Data Visualization is a way to bring data to life. It’s a form of story-telling. It also is a great way to get a bigger picture of your data, especially big data.
The link leads you to a good infographic to learn more about different types of graphs.
Let’s look at the food reviews from Amazon.
# Install the pandas library
import pandas as pd
# Read the `amazon_fine_food_reviews` file in pandas
amazon_food = pd.read_csv("/depot/datamine/data/amazon/amazon_fine_food_reviews.csv")
# Print the first 5 lines to get some sense of the data
amazon_food.head()
Output:
ID | ProductId | UserID | ProfileName | HelpfulnessNumerator | HelpfulnessDenominator | Score | Time | Summary | Text |
---|---|---|---|---|---|---|---|---|---|
1 |
B001E4KFG0 |
A3SGXH7AUHU8GW |
delmartian |
1 |
1 |
5 |
1303862400 |
Good Quality Dog Food |
I have bought several of the Vitality canned d… |
2 |
B00813GRG4 |
A1D87F6ZCVE5NK |
dll pa |
0 |
0 |
1 |
1346976000 |
Not as Advertised |
Product arrived labeled as Jumbo Salted Peanut… |
3 |
B000LQOCH0 |
ABXLMWJIXXAIN |
Natalia Corres "Natalia Corres" |
1 |
1 |
4 |
1219017600 |
"Delight" says it all |
This is a confection that has been around a fe… |
4 |
B000UA0QIQ |
A395BORC6FGVXV |
Karl |
3 |
3 |
2 |
1307923200 |
Cough Medicine |
If you are looking for the secret ingredient i… |
5 |
B006K2ZZ7K |
A1UQRSCLF8GW1T |
Michael D. Bigham "M. Wassir" |
0 |
0 |
5 |
1350777600 |
Great taffy |
Great taffy at a great price. There was a wid… |
We don’t want to read every single review in the Text
column to get a better understanding what people feel about a particular product. It is time consuiming and inefficient.
Instead, we can generate a tag cloud that maps words where color, size, or font reflect the word’s importance. For example, bigger a word, more important the word is. A tag cloud is a good visual representation for textual data.
How many distinct products are there in the dataset?
# Unique count of products in the dataset
len(amazon_food['ProductId'].value_counts())
Output: 74258
We have 74258 products in total, but if we run the code to find how many products only have one review,
# Find the number of products that only have one review
sum(amazon_food['ProductId'].value_counts()==1)
Output: 30408
Note that in bool, True
has an equivalent value of 1, and False
has an equivalent value of 0.
We see that 30408 of the products only have one review, and wordclouds are highly unlikely to be helpful for those single reviewed products.
Pick a product ID with multiple reviews you’re interested in and create a subset.
For this example, I’ll use ID = 'B007JFMH8M'
.
# Extract a smaller subset from the dataset specifically about ProductID B007JFMH8M and reset index
my_subset = amazon_food[amazon_food['ProductId']=='B007JFMH8M'].reset_index(drop=True)
Before we generate a tag cloud, data wrangling is required.
Words like "are", "thing", and "that" aren’t very helpful and do not contribute to the data story. They are called stopwords
. We want to remove all stopwords from the Amazon reviews.
We can easily receive a generalized list of stopwords from the library called wordcloud
.
from wordcloud import STOPWORDS
print(STOPWORDS)
Output: {'having', 'few', 'further', 'him', 'have', 'i', 'were', 'who', 'why', 'below', "don't", 'or', 'ever', 'themselves', 'whom', 'theirs', "there's", ... }
Note that those stopwords consist punctuation, and we cannot depend nor assume that humans who wrote Amazon reviews would write in perfect English grammar. So it’s a safer bet to remove all the puntuations in both stopwords and Amazon reviews to keep things consisten and also lowercase the reviews.

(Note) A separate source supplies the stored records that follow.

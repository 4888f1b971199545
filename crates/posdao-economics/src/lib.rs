/// POSDAO ECONOMICS
///
/// The money side of the epoch engine:
/// - Stake ledger: pools, delegations, ordered withdrawals, per-epoch snapshots
///   and the lazy reward claim walk
/// - Reward pots: delta / reinsert / undistributed balances drained at epoch end
/// - Bonus score: bounded reputation that weights election likelihood
///
/// The stake ledger is the only writer of stake amounts. The other two
/// components reach it through explicit `&mut StakeLedger` arguments and
/// authenticate with their component address.

pub mod events;
pub mod pool;
pub mod stake_ledger;
pub mod reward_pots;
pub mod bonus_score;

pub use events::LedgerEvent;
pub use pool::{EpochPoolReward, Pool, PoolSnapshot, PoolStatus, StakePosition};
pub use stake_ledger::{LedgerEnv, StakeLedger, StakingError, StakingParams};
pub use reward_pots::{
    EpochRewardInput, EpochRewardSummary, RewardEngine, RewardError, RewardParams, RewardPots,
};
pub use bonus_score::{BonusScoreError, BonusScoreLedger, BonusScoreParams, MAX_SCORE, MIN_SCORE};

/// The three economic ledgers bundled for the orchestrator.
pub mod integration {
    use crate::*;
    use posdao_core::{Address, EpochClock};
    use serde::{Deserialize, Serialize};
    use thiserror::Error;

    #[derive(Debug, Clone, Serialize, Deserialize)]
    pub struct EconomicLedgers {
        pub stake: StakeLedger,
        pub rewards: RewardEngine,
        pub scores: BonusScoreLedger,
    }

    impl EconomicLedgers {
        pub fn genesis(
            clock: EpochClock,
            owner: Address,
            staking: StakingParams,
            reward: RewardParams,
            bonus: BonusScoreParams,
        ) -> Result<Self, EconomicError> {
            Ok(EconomicLedgers {
                stake: StakeLedger::new(staking, owner, clock)?,
                rewards: RewardEngine::new(reward, owner)?,
                scores: BonusScoreLedger::new(bonus, owner, clock.settings.fixed_duration)?,
            })
        }

        /// Check the cross-ledger invariants that must hold between calls.
        pub fn verify_invariants(&self) -> Result<(), EconomicError> {
            self.stake.verify_invariants()?;
            self.rewards.params().validate()?;
            self.scores.params().validate().map_err(BonusScoreError::from)?;
            Ok(())
        }
    }

    #[derive(Debug, Error, Clone, PartialEq, Eq)]
    pub enum EconomicError {
        #[error("Staking error: {0}")]
        Staking(#[from] StakingError),
        #[error("Reward error: {0}")]
        Reward(#[from] RewardError),
        #[error("Bonus score error: {0}")]
        BonusScore(#[from] BonusScoreError),
    }
}
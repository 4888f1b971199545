/// POSDAO
///
/// Epoch economics and validator rotation for an HBBFT committee:
/// - `posdao_core`: addresses, block context, epoch clock, bounded parameters
/// - `posdao_economics`: stake ledger, reward pots, bonus scores
/// - `posdao_consensus`: validator rotation, connectivity tracking, the `EpochEngine`
///
/// Consensus drivers normally only need `start_engine` and the prelude.

pub use posdao_consensus;
pub use posdao_core;
pub use posdao_economics;

use log::info;
use posdao_consensus::{EngineConfig, EngineError, EpochEngine, SharedEngine};
use posdao_core::BlockContext;

pub mod prelude {
    pub use posdao_consensus::{
        BlockOutcome, EngineConfig, EngineError, EpochEngine, EpochPhase, GenesisValidator, InstantKeyGen,
        KeyGenHistory, RecordedKeyGen, ReportOutcome, SharedEngine,
    };
    pub use posdao_core::{
        component, Address, Amount, BlockContext, BlockHash, EpochNumber, EpochSettings, Timestamp, SYSTEM_ADDRESS,
    };
    pub use posdao_economics::{
        BonusScoreParams, RewardParams, StakingParams, MAX_SCORE, MIN_SCORE,
    };
}

/// Parse a JSON config, build the engine at `genesis` and wrap it for sharing.
pub fn start_engine(config_json: &str, genesis: BlockContext) -> Result<SharedEngine, EngineError> {
    let config = EngineConfig::from_json(config_json)?;
    let validators = config.genesis_validators.len();
    let engine = EpochEngine::genesis(config, genesis)?;
    info!("Engine ready at block {} with {} validators", genesis.number, validators);
    Ok(engine.into_shared())
}
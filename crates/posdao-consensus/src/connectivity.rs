// CONNECTIVITY FAULT TRACKER
// Validators report peers they lost contact with; enough reports make the
// target faulty, enough faulty validators end the epoch early.
//
// SAFETY INVARIANTS:
// 1. Only current validators report, never about themselves, never twice per epoch
// 2. A validator with an outstanding report against it cannot file new reports
// 3. Faulty iff reports > floor(2 * (n - 1) / 3) distinct other validators
// 4. The score penalty is applied once per epoch, at epoch end, to validators still faulty
// 5. Reports reference a canonical block inside the running epoch

use crate::block_history::BlockHistory;
use log::{debug, info, warn};
use posdao_core::{
    component, stepped_table, Address, BlockHash, BoundedParams, EpochNumber, Guarded, NonReentrant, ParamChange,
    ParamError, ParamValue, ReentrancyError, Timestamp, SYSTEM_ADDRESS,
};
use posdao_economics::{BonusScoreError, BonusScoreLedger, StakeLedger};
use serde::{Deserialize, Serialize};
use std::collections::{BTreeMap, BTreeSet};
use thiserror::Error;

#[derive(Debug, Error, Clone, PartialEq, Eq)]
pub enum ConnectivityError {
    #[error("caller {0} is not authorized")]
    Unauthorized(Address),

    #[error("{0} is not a current validator")]
    NotValidator(Address),

    #[error("validators cannot report themselves")]
    SelfReport,

    #[error("reporter {0} is flagged and cannot report until reconnected")]
    ReporterFlagged(Address),

    #[error("reports open at block {opens_at}, head is {head}")]
    ReportTooEarly { opens_at: u64, head: u64 },

    #[error("block {number} predates the epoch start block {epoch_start}")]
    BlockTooOld { number: u64, epoch_start: u64 },

    #[error("block {number} is ahead of the head {head}")]
    BlockTooNew { number: u64, head: u64 },

    #[error("block {number} is unknown or its hash does not match")]
    InvalidBlockReference { number: u64 },

    #[error("{reporter} already reported {target} in epoch {epoch}")]
    AlreadyReported { epoch: EpochNumber, reporter: Address, target: Address },

    #[error("{reporter} has no report against {target} in epoch {epoch}")]
    NotReported { epoch: EpochNumber, reporter: Address, target: Address },

    #[error("epoch {0} was already penalised")]
    EpochAlreadyPenalised(EpochNumber),

    #[error(transparent)]
    Param(#[from] ParamError),

    #[error(transparent)]
    BonusScore(#[from] BonusScoreError),

    #[error(transparent)]
    Reentrancy(#[from] ReentrancyError),
}

#[derive(Debug, Clone, Copy, PartialEq, Eq, Serialize, Deserialize)]
pub struct ConnectivityParams {
    /// Blocks after the epoch start before reports are accepted
    pub min_report_age_blocks: u64,

    /// Subtracted from the fault tolerance to get the early end threshold
    pub early_epoch_end_tolerance_level: u64,
}

impl Default for ConnectivityParams {
    fn default() -> Self {
        ConnectivityParams { min_report_age_blocks: 10, early_epoch_end_tolerance_level: 2 }
    }
}

impl ConnectivityParams {
    pub const MIN_REPORT_AGE_BLOCKS: &'static str = "min_report_age_blocks";
    pub const EARLY_EPOCH_END_TOLERANCE_LEVEL: &'static str = "early_epoch_end_tolerance_level";

    pub fn registry() -> Result<BoundedParams<ConnectivityParams>, ParamError> {
        BoundedParams::<ConnectivityParams>::new()
            .register(
                Self::MIN_REPORT_AGE_BLOCKS,
                |p| p.min_report_age_blocks as ParamValue,
                |p, v| p.min_report_age_blocks = v as u64,
                stepped_table(0, 200, 5),
            )?
            .register(
                Self::EARLY_EPOCH_END_TOLERANCE_LEVEL,
                |p| p.early_epoch_end_tolerance_level as ParamValue,
                |p, v| p.early_epoch_end_tolerance_level = v as u64,
                stepped_table(0, 10, 1),
            )
    }

    pub fn validate(&self) -> Result<(), ParamError> {
        Self::registry()?.verify(self)
    }
}

/// Chain view a report is checked against.
#[derive(Clone, Copy)]
pub struct ReportEnv<'a> {
    pub epoch: EpochNumber,
    pub epoch_start_block: u64,
    pub now: Timestamp,
    pub history: &'a BlockHistory,
    pub validators: &'a [Address],
}

/// What a report or reconnect changed.
#[derive(Debug, Clone, Copy, Default, PartialEq, Eq)]
pub struct ReportOutcome {
    /// Target crossed the fault quorum with this call
    pub became_faulty: bool,

    /// Target dropped back below the quorum with this call
    pub recovered: bool,

    /// The faulty count crossed the early end threshold with this call
    pub early_epoch_end: bool,
}

#[derive(Debug, Clone, Default, Serialize, Deserialize)]
struct EpochReports {
    /// target -> reporters
    reports: BTreeMap<Address, BTreeSet<Address>>,
    faulty_since: BTreeMap<Address, Timestamp>,
    early_epoch_end: bool,
    penalised: bool,
}

impl EpochReports {
    fn count(&self, target: &Address) -> usize {
        self.reports.get(target).map(|r| r.len()).unwrap_or(0)
    }

    fn is_flagged(&self, target: &Address) -> bool {
        self.count(target) > 0
    }
}

#[derive(Debug, Clone, Serialize, Deserialize)]
pub struct ConnectivityTracker {
    params: ConnectivityParams,
    owner: Address,
    epochs: BTreeMap<EpochNumber, EpochReports>,

    #[serde(skip)]
    guard: NonReentrant,
}

impl Guarded for ConnectivityTracker {
    const COMPONENT: &'static str = "connectivity tracker";

    fn guard_mut(&mut self) -> &mut NonReentrant {
        &mut self.guard
    }
}

/// Reports needed, strictly exceeded, for a target to be faulty in a set of `n`.
pub fn fault_quorum(n: usize) -> usize {
    2 * n.saturating_sub(1) / 3
}

impl ConnectivityTracker {
    pub fn new(params: ConnectivityParams, owner: Address) -> Result<Self, ConnectivityError> {
        params.validate()?;
        Ok(ConnectivityTracker { params, owner, epochs: BTreeMap::new(), guard: NonReentrant::default() })
    }

    pub fn params(&self) -> &ConnectivityParams {
        &self.params
    }

    // ---------------------------------------------------------------------
    // Queries
    // ---------------------------------------------------------------------

    /// Faulty validators allowed before the epoch is cut short.
    pub fn early_epoch_end_threshold(&self, validator_count: usize) -> usize {
        let tolerance = validator_count.saturating_sub(1) / 3;
        tolerance.saturating_sub(self.params.early_epoch_end_tolerance_level as usize)
    }

    /// Validators with at least one outstanding report.
    pub fn flagged_validators(&self, epoch: EpochNumber) -> Vec<Address> {
        self.epochs
            .get(&epoch)
            .map(|e| e.reports.iter().filter(|(_, r)| !r.is_empty()).map(|(t, _)| *t).collect())
            .unwrap_or_default()
    }

    pub fn faulty_validators(&self, epoch: EpochNumber) -> Vec<Address> {
        self.epochs.get(&epoch).map(|e| e.faulty_since.keys().copied().collect()).unwrap_or_default()
    }

    pub fn is_faulty(&self, epoch: EpochNumber, target: &Address) -> bool {
        self.epochs.get(&epoch).map(|e| e.faulty_since.contains_key(target)).unwrap_or(false)
    }

    /// Number of validators currently reporting `target`.
    pub fn connectivity_score(&self, epoch: EpochNumber, target: &Address) -> usize {
        self.epochs.get(&epoch).map(|e| e.count(target)).unwrap_or(0)
    }

    pub fn is_reported(&self, epoch: EpochNumber, target: &Address, reporter: &Address) -> bool {
        self.epochs
            .get(&epoch)
            .and_then(|e| e.reports.get(target))
            .map(|r| r.contains(reporter))
            .unwrap_or(false)
    }

    pub fn is_early_epoch_end(&self, epoch: EpochNumber) -> bool {
        self.epochs.get(&epoch).map(|e| e.early_epoch_end).unwrap_or(false)
    }

    pub fn is_penalised(&self, epoch: EpochNumber) -> bool {
        self.epochs.get(&epoch).map(|e| e.penalised).unwrap_or(false)
    }

    // ---------------------------------------------------------------------
    // Reports
    // ---------------------------------------------------------------------

    fn check_report(
        &self,
        reporter: &Address,
        target: &Address,
        block_number: u64,
        block_hash: &BlockHash,
        env: &ReportEnv<'_>,
    ) -> Result<(), ConnectivityError> {
        if !env.validators.contains(reporter) {
            warn!("Connectivity report from non-validator {}", reporter);
            return Err(ConnectivityError::NotValidator(*reporter));
        }
        if !env.validators.contains(target) {
            return Err(ConnectivityError::NotValidator(*target));
        }
        if reporter == target {
            return Err(ConnectivityError::SelfReport);
        }

        let head = env.history.head().unwrap_or(0);
        let opens_at = env.epoch_start_block.saturating_add(self.params.min_report_age_blocks);
        if head < opens_at {
            return Err(ConnectivityError::ReportTooEarly { opens_at, head });
        }
        if block_number < env.epoch_start_block {
            return Err(ConnectivityError::BlockTooOld { number: block_number, epoch_start: env.epoch_start_block });
        }
        if block_number > head {
            warn!("{} referenced future block {} (head {})", reporter, block_number, head);
            return Err(ConnectivityError::BlockTooNew { number: block_number, head });
        }
        if !env.history.matches(block_number, block_hash) {
            warn!("{} referenced a non-canonical block {}", reporter, block_number);
            return Err(ConnectivityError::InvalidBlockReference { number: block_number });
        }
        Ok(())
    }

    /// `reporter` lost contact with `target`.
    pub fn report_missing_connectivity(
        &mut self,
        reporter: Address,
        target: Address,
        block_number: u64,
        block_hash: BlockHash,
        env: &ReportEnv<'_>,
    ) -> Result<ReportOutcome, ConnectivityError> {
        self.non_reentrant(|tracker| {
            tracker.check_report(&reporter, &target, block_number, &block_hash, env)?;
            let epoch = env.epoch;
            if tracker.epochs.get(&epoch).map(|e| e.is_flagged(&reporter)).unwrap_or(false) {
                warn!("Flagged validator {} tried to report {}", reporter, target);
                return Err(ConnectivityError::ReporterFlagged(reporter));
            }
            if tracker.is_reported(epoch, &target, &reporter) {
                warn!("Duplicate report of {} by {} in epoch {}", target, reporter, epoch);
                return Err(ConnectivityError::AlreadyReported { epoch, reporter, target });
            }

            let n = env.validators.len();
            let threshold = tracker.early_epoch_end_threshold(n);
            let reports = tracker.epochs.entry(epoch).or_default();
            reports.reports.entry(target).or_default().insert(reporter);
            let count = reports.count(&target);

            let mut outcome = ReportOutcome::default();
            if count > fault_quorum(n) && !reports.faulty_since.contains_key(&target) {
                reports.faulty_since.insert(target, env.now);
                outcome.became_faulty = true;
                warn!("Validator {} is faulty in epoch {} ({} of {} reported)", target, epoch, count, n - 1);
                if !reports.early_epoch_end && reports.faulty_since.len() > threshold {
                    reports.early_epoch_end = true;
                    outcome.early_epoch_end = true;
                    warn!(
                        "Epoch {} ends early: {} faulty validators exceed threshold {}",
                        epoch,
                        reports.faulty_since.len(),
                        threshold
                    );
                }
            }
            info!("{} reported {} in epoch {} ({} reports)", reporter, target, epoch, count);
            Ok(outcome)
        })
    }

    /// `reporter` sees `target` again and withdraws its report.
    pub fn report_reconnect(
        &mut self,
        reporter: Address,
        target: Address,
        block_number: u64,
        block_hash: BlockHash,
        env: &ReportEnv<'_>,
    ) -> Result<ReportOutcome, ConnectivityError> {
        self.non_reentrant(|tracker| {
            tracker.check_report(&reporter, &target, block_number, &block_hash, env)?;
            let epoch = env.epoch;
            if !tracker.is_reported(epoch, &target, &reporter) {
                return Err(ConnectivityError::NotReported { epoch, reporter, target });
            }

            let n = env.validators.len();
            let mut outcome = ReportOutcome::default();
            if let Some(reports) = tracker.epochs.get_mut(&epoch) {
                if let Some(reporters) = reports.reports.get_mut(&target) {
                    reporters.remove(&reporter);
                    if reporters.is_empty() {
                        reports.reports.remove(&target);
                    }
                }
                if reports.count(&target) <= fault_quorum(n) && reports.faulty_since.remove(&target).is_some() {
                    outcome.recovered = true;
                    info!("Validator {} is no longer faulty in epoch {}", target, epoch);
                }
            }
            debug!("{} reconnected to {} in epoch {}", reporter, target, epoch);
            Ok(outcome)
        })
    }

    /// Apply the bad performance penalty to everyone still faulty. System call,
    /// once per epoch. Returns the penalised validators and how long each was faulty.
    pub fn penalise_faulty_validators(
        &mut self,
        caller: Address,
        epoch: EpochNumber,
        now: Timestamp,
        scores: &mut BonusScoreLedger,
        ledger: &mut StakeLedger,
    ) -> Result<Vec<(Address, u64)>, ConnectivityError> {
        self.non_reentrant(|tracker| {
            if caller != SYSTEM_ADDRESS {
                warn!("Unauthorized penalty call from {}", caller);
                return Err(ConnectivityError::Unauthorized(caller));
            }
            let reports = tracker.epochs.entry(epoch).or_default();
            if reports.penalised {
                return Err(ConnectivityError::EpochAlreadyPenalised(epoch));
            }

            let faulty: Vec<(Address, u64)> =
                reports.faulty_since.iter().map(|(target, since)| (*target, now.saturating_sub(*since))).collect();
            for (target, faulty_for) in &faulty {
                scores.penalise_bad_performance(component::CONNECTIVITY_TRACKER, *target, *faulty_for, now, ledger)?;
            }
            if let Some(reports) = tracker.epochs.get_mut(&epoch) {
                reports.penalised = true;
            }
            // only the running and the previous epoch stay queryable
            tracker.epochs.retain(|e, _| *e + 1 >= epoch);

            info!("Epoch {}: {} faulty validators penalised", epoch, faulty.len());
            Ok(faulty)
        })
    }

    pub fn set_param(&mut self, caller: Address, key: &str, value: ParamValue) -> Result<ParamChange, ConnectivityError> {
        if caller != self.owner {
            warn!("Unauthorized connectivity parameter change from {}", caller);
            return Err(ConnectivityError::Unauthorized(caller));
        }
        Ok(ConnectivityParams::registry()?.set(&mut self.params, key, value)?)
    }
}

To remove puntuations from the stopwords, we can run something like this line of code.
import string
# Create a new list variable for stopwords with no punctuation
words = []
# for loop to go through every word in STOPWORDS set
for word in STOPWORDS:
# initialize empty string
new_word = ''
# for loop to go through every letter in a word
for letter in word:
# check if letter is not a punctuation
if letter not in string.punctuation:
# add the letter to new_word
new_word += letter
# add word with no punctuation to the list
words.append(new_word)
The code above consists multiple lines and can be shortened to a line as shown below using a list comprehension.
import string
# performs the same thing as the code above except it's just a line of code
words = [''.join(letter for letter in word if letter not in string.punctuation) for word in STOPWORDS if word]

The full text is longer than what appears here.